#### Work instructions
Within the entries below, find each line containing the word "impl" and copy it.

Collected data entries:
§

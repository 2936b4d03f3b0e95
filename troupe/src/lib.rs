//! Troupe - multi-agent chat session wiring
//!
//! This crate supplies everything around a multi-agent conversation except
//! the conversation itself: a model registry, per-purpose conversation
//! profiles, role-tagged agent rosters, a termination-sentinel convention,
//! a message-relay observer for chat displays, and cost reporting. The
//! turn-taking engine is an external collaborator behind the
//! [`ChatEngine`](engine::ChatEngine) trait; the bundled
//! [`ScriptedEngine`](engine::ScriptedEngine) replays canned transcripts for
//! tests and demos.

pub mod agent;
pub mod cost;
pub mod engine;
pub mod error;
pub mod message;
pub mod observer;
pub mod prelude;
pub mod profile;
pub mod registry;
pub mod relay;
pub mod roster;
pub mod sentinel;
pub mod session;

pub use error::{EngineError, Error, Result};
//! Prelude module for convenient imports.
//!
//! ```rust,ignore
//! use troupe::prelude::*;
//! ```

pub use crate::agent::{AgentSet, AgentSetBuilder, AgentSpec, CodeExecution};
pub use crate::cost::{CostEntry, Usage, format_usd, summarize_cost};
pub use crate::engine::{
    ChatEngine, EngineError, EngineErrorKind, EngineResult, ScriptedEngine, ScriptedTurn,
    SharedEngine,
};
pub use crate::error::{Error, Result};
pub use crate::message::{Message, MessageRole};
pub use crate::observer::{ChatObserver, NoopObserver, ReplyDecision, SharedObserver};
pub use crate::profile::{
    ConversationProfile, DEFAULT_TEMPERATURE, DEFAULT_TIMEOUT, ProfileOverrides, ProfileSet,
    ResolvedModel,
};
pub use crate::registry::{Credential, ModelEntry, ModelRegistry};
pub use crate::relay::{AvatarMap, ChatBubble, ChatDisplay, MessageRelay};
pub use crate::sentinel::Sentinel;
pub use crate::session::{SessionCoordinator, SessionId, SessionResult, TerminationReason};
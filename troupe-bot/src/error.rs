//! Error type for the bot binary.

/// Result type alias for bot operations.
pub type Result<T> = std::result::Result<T, BotError>;

/// Errors surfaced to the operator.
#[derive(Debug, thiserror::Error)]
pub enum BotError {
    /// Configuration problem: missing file, bad TOML, failed validation.
    #[error("configuration error: {0}")]
    Config(String),

    /// Failure from the session plumbing, including engine errors. The chat
    /// widget shows no response for these; the log sink has the detail.
    #[error(transparent)]
    Session(#[from] troupe::Error),

    /// I/O error.
    #[error("I/O error: {0}")]
    Io(#[from] std::io::Error),
}

impl BotError {
    /// Create a configuration error with a message.
    #[must_use]
    pub fn config(msg: impl Into<String>) -> Self {
        Self::Config(msg.into())
    }
}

§

#### Written answer
impl BotError {
    pub fn config(msg: impl Into<String>) -> Self {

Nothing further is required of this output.